Впрочем, он до ареста учился в консерватории.
…Выпили коньячку, заели селедкой. Картошка была рассыпчатая, сосиски не разварились, стол украшали укроп и петрушка. Насытившись, Алик заговорил, начав с событий сорок девятого года.
Он, оказалось, дружил в свое время с дочкой Михоэлса и бывал в доме у Соломона Михайловича, потом убитого в Минске… В консерватории его преподавателем был профессор Ямпольский.

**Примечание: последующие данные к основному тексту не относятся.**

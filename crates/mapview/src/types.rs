use std::ops::{Add, AddAssign, Div, Mul, Sub, SubAssign};

use serde::{Deserialize, Serialize};

pub type Rgba = [u8; 4];

pub const COLOR_BLACK: Rgba = [0, 0, 0, 255];

/// Integer screen/buffer coordinate in pixels (or tiles, depending on context).
#[derive(Debug, Clone, Copy, Default, PartialEq, Eq, Hash)]
pub struct Point {
    pub x: i32,
    pub y: i32,
}

impl Point {
    pub const fn new(x: i32, y: i32) -> Self {
        Self { x, y }
    }

    /// Scales both components and truncates toward zero.
    pub fn scaled(self, factor: f32) -> Self {
        Self {
            x: (self.x as f32 * factor) as i32,
            y: (self.y as f32 * factor) as i32,
        }
    }

    pub fn is_zero(self) -> bool {
        self.x == 0 && self.y == 0
    }
}

impl Add for Point {
    type Output = Point;

    fn add(self, rhs: Point) -> Point {
        Point::new(self.x + rhs.x, self.y + rhs.y)
    }
}

impl AddAssign for Point {
    fn add_assign(&mut self, rhs: Point) {
        self.x += rhs.x;
        self.y += rhs.y;
    }
}

impl Sub for Point {
    type Output = Point;

    fn sub(self, rhs: Point) -> Point {
        Point::new(self.x - rhs.x, self.y - rhs.y)
    }
}

impl SubAssign for Point {
    fn sub_assign(&mut self, rhs: Point) {
        self.x -= rhs.x;
        self.y -= rhs.y;
    }
}

impl Mul<i32> for Point {
    type Output = Point;

    fn mul(self, rhs: i32) -> Point {
        Point::new(self.x * rhs, self.y * rhs)
    }
}

impl Div<i32> for Point {
    type Output = Point;

    fn div(self, rhs: i32) -> Point {
        Point::new(self.x / rhs, self.y / rhs)
    }
}

#[derive(Debug, Clone, Copy, Default, PartialEq, Eq, Hash, Serialize, Deserialize)]
pub struct Size {
    pub width: i32,
    pub height: i32,
}

impl Size {
    pub const fn new(width: i32, height: i32) -> Self {
        Self { width, height }
    }

    pub const fn square(side: i32) -> Self {
        Self {
            width: side,
            height: side,
        }
    }

    pub fn area(self) -> i32 {
        self.width * self.height
    }

    pub fn is_empty(self) -> bool {
        self.width <= 0 || self.height <= 0
    }

    pub fn to_point(self) -> Point {
        Point::new(self.width, self.height)
    }

    /// Fits `self` inside `bounds` keeping the aspect ratio of `self`.
    pub fn scaled_to_fit(self, bounds: Size) -> Size {
        if self.width == 0 || self.height == 0 {
            return bounds;
        }
        let width_for_bounds_height = (bounds.height * self.width) / self.height;
        if width_for_bounds_height <= bounds.width {
            Size::new(width_for_bounds_height, bounds.height)
        } else {
            Size::new(bounds.width, (bounds.width * self.height) / self.width)
        }
    }
}

impl Add for Size {
    type Output = Size;

    fn add(self, rhs: Size) -> Size {
        Size::new(self.width + rhs.width, self.height + rhs.height)
    }
}

impl Sub for Size {
    type Output = Size;

    fn sub(self, rhs: Size) -> Size {
        Size::new(self.width - rhs.width, self.height - rhs.height)
    }
}

impl Mul<i32> for Size {
    type Output = Size;

    fn mul(self, rhs: i32) -> Size {
        Size::new(self.width * rhs, self.height * rhs)
    }
}

impl Div<i32> for Size {
    type Output = Size;

    fn div(self, rhs: i32) -> Size {
        Size::new(self.width / rhs, self.height / rhs)
    }
}

#[derive(Debug, Clone, Copy, Default, PartialEq, Eq, Hash)]
pub struct Rect {
    pub x: i32,
    pub y: i32,
    pub width: i32,
    pub height: i32,
}

impl Rect {
    pub const fn new(x: i32, y: i32, width: i32, height: i32) -> Self {
        Self {
            x,
            y,
            width,
            height,
        }
    }

    pub fn from_point_size(top_left: Point, size: Size) -> Self {
        Self::new(top_left.x, top_left.y, size.width, size.height)
    }

    pub fn top_left(self) -> Point {
        Point::new(self.x, self.y)
    }

    pub fn size(self) -> Size {
        Size::new(self.width, self.height)
    }

    pub fn center(self) -> Point {
        Point::new(self.x + self.width / 2, self.y + self.height / 2)
    }

    pub fn is_empty(self) -> bool {
        self.size().is_empty()
    }

    pub fn contains(self, point: Point) -> bool {
        point.x >= self.x
            && point.y >= self.y
            && point.x < self.x + self.width
            && point.y < self.y + self.height
    }
}

/// Tile margins around a center position.
#[derive(Debug, Clone, Copy, PartialEq, Eq, Hash, Serialize, Deserialize)]
pub struct AwareRange {
    pub left: u16,
    pub right: u16,
    pub top: u16,
    pub bottom: u16,
}

impl Default for AwareRange {
    fn default() -> Self {
        Self {
            left: 8,
            right: 9,
            top: 6,
            bottom: 7,
        }
    }
}

impl AwareRange {
    pub fn horizontal(self) -> i32 {
        i32::from(self.left) + i32::from(self.right) + 1
    }

    pub fn vertical(self) -> i32 {
        i32::from(self.top) + i32::from(self.bottom) + 1
    }
}

/// `color` is an 8-bit palette index (6x6x6 cube).
#[derive(Debug, Clone, Copy, PartialEq, Eq, Hash, Serialize, Deserialize)]
pub struct Light {
    pub intensity: u8,
    pub color: u8,
}

impl Default for Light {
    fn default() -> Self {
        Self {
            intensity: 0,
            color: 215,
        }
    }
}

impl Light {
    pub fn rgba(self, alpha: u8) -> Rgba {
        let c = self.color;
        [(c / 36) % 6 * 51, (c / 6) % 6 * 51, c % 6 * 51, alpha]
    }
}

#[cfg(test)]
mod tests {
    use super::*;

    #[test]
    fn keep_aspect_fit_prefers_height_when_it_fits() {
        let visible = Size::new(480, 352);
        assert_eq!(Size::new(480, 352).scaled_to_fit(visible), visible);
        assert_eq!(Size::new(960, 704).scaled_to_fit(visible), visible);
        assert_eq!(Size::new(960, 352).scaled_to_fit(visible), Size::new(480, 176));
        assert_eq!(Size::new(100, 352).scaled_to_fit(visible), Size::new(100, 352));
    }

    #[test]
    fn point_scaling_truncates_toward_zero() {
        assert_eq!(Point::new(5, -5).scaled(0.5), Point::new(2, -2));
        assert_eq!(Point::new(32, 32).scaled(1.5), Point::new(48, 48));
    }

    #[test]
    fn aware_range_spans_include_center_tile() {
        let range = AwareRange::default();
        assert_eq!(range.horizontal(), 18);
        assert_eq!(range.vertical(), 14);
    }

    #[test]
    fn light_palette_maps_to_rgb_cube() {
        let white = Light {
            intensity: 255,
            color: 215,
        };
        assert_eq!(white.rgba(255), [255, 255, 255, 255]);
        let black = Light {
            intensity: 0,
            color: 0,
        };
        assert_eq!(black.rgba(10), [0, 0, 0, 10]);
    }
}
#[derive(Debug, Error)]
pub(crate) enum AppError {
    #[error(transparent)]
    Config(#[from] ConfigError),
    #[error("failed to create event loop: {0}")]
    CreateEventLoop(#[source] EventLoopError),
    #[error("failed to create application window: {0}")]
    CreateWindow(#[source] OsError),
    #[error("failed to initialize pixel surface: {0}")]
    CreateSurface(#[source] PixelsError),
    #[error("event loop failed: {0}")]
    EventLoopRun(#[source] EventLoopError),
}

pub(crate) fn run(config: ViewerConfig) -> ExitCode {
    match run_viewer(config) {
        Ok(()) => ExitCode::SUCCESS,
        Err(err) => {
            error!(error = %err, "startup_failed");
            ExitCode::FAILURE
        }
    }
}

fn run_viewer(config: ViewerConfig) -> Result<(), AppError> {
    let map_view_config = load_map_view_config(config.map_view_config_path.as_deref())?;
    let mut session = ViewerSession::new(&map_view_config, Instant::now())?;

    let event_loop = EventLoop::new().map_err(AppError::CreateEventLoop)?;
    let window = Arc::new(
        WindowBuilder::new()
            .with_title(config.window_title.clone())
            .with_inner_size(LogicalSize::new(
                config.window_width as f64,
                config.window_height as f64,
            ))
            .build(&event_loop)
            .map_err(AppError::CreateWindow)?,
    );
    let mut surface = FrameSurface::new(Arc::clone(&window)).map_err(AppError::CreateSurface)?;
    let mut rasterizer = Rasterizer::new(config.asset_root.clone());

    event_loop.set_control_flow(ControlFlow::Poll);

    let render_cap = normalize_render_fps_cap(config.max_render_fps);
    let render_frame_target = target_frame_duration(render_cap);
    info!(
        asset_root = %config.asset_root.display(),
        render_fps_cap = %format_render_cap(render_cap),
        metrics_log_interval_ms = config.metrics_log_interval.as_millis() as u64,
        "loop_config"
    );

    let mut input = InputCollector::default();
    let mut last_frame_instant = Instant::now();
    let mut last_present_instant = Instant::now();
    let mut metrics = MetricsAccumulator::new(config.metrics_log_interval, Instant::now());
    let mut last_applied_title: Option<String> = None;

    event_loop
        .run(move |event, window_target| match event {
            Event::WindowEvent { window_id, event } if window_id == window.id() => match event {
                WindowEvent::CloseRequested => {
                    info!(reason = "window_close", "shutdown_requested");
                    window_target.exit();
                }
                WindowEvent::Resized(new_size) => {
                    if let Err(error) = surface.resize(new_size.width, new_size.height) {
                        warn!(error = %error, "surface_resize_failed");
                        window_target.exit();
                    }
                    input.mark_cursor_dirty();
                }
                WindowEvent::ScaleFactorChanged { .. } => {
                    let size = window.inner_size();
                    if let Err(error) = surface.resize(size.width, size.height) {
                        warn!(error = %error, "surface_resize_failed");
                        window_target.exit();
                    }
                    input.mark_cursor_dirty();
                }
                WindowEvent::CursorMoved { position, .. } => {
                    input.set_cursor(Some(Point::new(position.x as i32, position.y as i32)));
                }
                WindowEvent::CursorLeft { .. } => input.set_cursor(None),
                WindowEvent::MouseWheel { delta, .. } => input.handle_mouse_wheel(delta),
                WindowEvent::KeyboardInput { event, .. } => {
                    input.handle_keyboard_input(&event);
                    if input.quit_requested {
                        info!(reason = "escape_key", "shutdown_requested");
                        window_target.exit();
                    }
                }
                WindowEvent::RedrawRequested => {
                    let now = Instant::now();
                    let frame_dt = now.saturating_duration_since(last_frame_instant);
                    last_frame_instant = now;

                    for command in input.take_commands() {
                        session.apply(command);
                    }
                    if let Some(shift_pressed) = input.take_shift_change() {
                        session.set_shift_pressed(shift_pressed);
                    }
                    let viewport = surface.size();
                    if let Some(cursor) = input.take_cursor_change() {
                        session.set_cursor(cursor, viewport);
                    }

                    let elapsed_since_last_present =
                        Instant::now().saturating_duration_since(last_present_instant);
                    let cap_sleep =
                        compute_cap_sleep(elapsed_since_last_present, render_frame_target);
                    if cap_sleep > Duration::ZERO {
                        thread::sleep(cap_sleep);
                    }

                    let pools = session.draw(viewport, Instant::now());
                    let draw_commands: usize = pools.in_order().iter().map(|pool| pool.len()).sum();
                    rasterizer.render(pools, surface.frame_mut(), viewport);
                    if let Err(error) = surface.present() {
                        warn!(error = %error, "surface_present_failed");
                        window_target.exit();
                    }
                    last_present_instant = Instant::now();

                    let next_title =
                        Some(format!("{} | {}", config.window_title, session.status_line()));
                    if next_title != last_applied_title {
                        if let Some(title) = &next_title {
                            window.set_title(title);
                        }
                        last_applied_title = next_title;
                    }

                    let rebuilds = session.view().visible_tiles_cache().rebuild_count();
                    metrics.record_frame(frame_dt, draw_commands, rebuilds);
                    if let Some(snapshot) = metrics.maybe_snapshot(now) {
                        info!(
                            fps = snapshot.fps,
                            frame_time_ms = snapshot.frame_time_ms,
                            draw_commands = snapshot.draw_commands,
                            cache_rebuilds = snapshot.cache_rebuilds,
                            "viewer_metrics"
                        );
                    }
                }
                _ => {}
            },
            Event::AboutToWait => {
                window.request_redraw();
            }
            Event::LoopExiting => {
                info!("shutdown");
            }
            _ => {}
        })
        .map_err(AppError::EventLoopRun)
}

/// The window's pixel buffer; rebuilt on resize, zero sizes are ignored.
struct FrameSurface {
    window: Arc<Window>,
    pixels: Pixels<'static>,
    size: Size,
}

impl FrameSurface {
    fn new(window: Arc<Window>) -> Result<Self, PixelsError> {
        let inner = window.inner_size();
        let pixels = Self::build_pixels(Arc::clone(&window), inner.width, inner.height)?;
        Ok(Self {
            window,
            pixels,
            size: Size::new(inner.width as i32, inner.height as i32),
        })
    }

    fn resize(&mut self, width: u32, height: u32) -> Result<(), PixelsError> {
        if width == 0 || height == 0 {
            return Ok(());
        }
        self.pixels = Self::build_pixels(Arc::clone(&self.window), width, height)?;
        self.size = Size::new(width as i32, height as i32);
        Ok(())
    }

    fn build_pixels(
        window: Arc<Window>,
        width: u32,
        height: u32,
    ) -> Result<Pixels<'static>, PixelsError> {
        let surface = SurfaceTexture::new(width, height, window);
        Pixels::new(width, height, surface)
    }

    fn size(&self) -> Size {
        self.size
    }

    fn frame_mut(&mut self) -> &mut [u8] {
        self.pixels.frame_mut()
    }

    fn present(&self) -> Result<(), PixelsError> {
        self.pixels.render()
    }
}

/// Turns window events into edge-triggered viewer commands, drained once per frame.
#[derive(Debug, Default)]
struct InputCollector {
    quit_requested: bool,
    held_keys: HashSet<KeyCode>,
    pending_commands: Vec<ViewerCommand>,
    shift_pressed: bool,
    shift_changed: bool,
    cursor: Option<Point>,
    cursor_changed: bool,
}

— Когда начали брать и студентов, — сказал Алик, — Абрам Ильич меня выдворил из Москвы аж в Чкалов, теперь опять Оренбург. Езжай, говорит, от греха, скрипку оставь, бери с собой аккордеон, явишься в санаторий связистов, будешь играть на танцах и на зарядке. Я ничего не понял, но слушал Абрама Ильича как Господа Бога; сел в поезд и сквозанул. Он мне записку дал к директору санатория… На зарядках, однако, лабал недолго. В городе появились знакомые лабухи из рижского джаз-квинтета. Был, кстати, Френкель — тогда без усов… Я с ними захороводился. Они играли по клубам. Репертуар, конечно, был еще тот: «Караван» и все прочее. Санаторий осточертел мне, ребята ездили по Сибири, а я вернулся в Москву. Не дали дойти мне с вокзала домой — взяли на улице, понял? С аккордеоном. Малость мне повезло, поскольку по паспорту я армянин, да и мальчишкой, собственно, еще был… Но требовали показаний на Ямпольского. Как он, дескать, тебя вовлекал в заговор сионистов… «Джойнт» поминали, ты понял, Артур? Давай еще выпьем… Ну, я был для органов — вшивота. Подержали недолго во внутренней тюрьме на Лубянке, потом — по стандарту — Особое совещание, статья пятьдесят восемь дробь десять, этап до Совлага-4, где потом было восстание… Каким-то чудом добрался я в лагерь с аккордеоном, и тут он меня спасал от общих работ… Меня там бандеровцы полюбили. Играл им… И доходил. В общем, долго ли, коротко ли, закосил я с этой музыкой, и начальник лагеря меня в баню запятил: топить, прибирать, лить зекам в тряпочки жидкое мыло — мыльниц не полагалось… Там были еще музыканты, из иностранцев, схваченных на гастролях. В той бане и концерты давали. В предбаннике. Профессор Тернер и Дитрих Гафт. Кто-то еще. Помню санобработки… Партия женщин прибудет, их бреют, а мы втроем-впятером наяриваем «Утомленное солнце» и «Брызги шампанского». Ну, танго смерти, ты понял, Артур? Я, между прочим, был вроде старшего в банном оркестре… По той причине, что — советский, а те — иностранцы.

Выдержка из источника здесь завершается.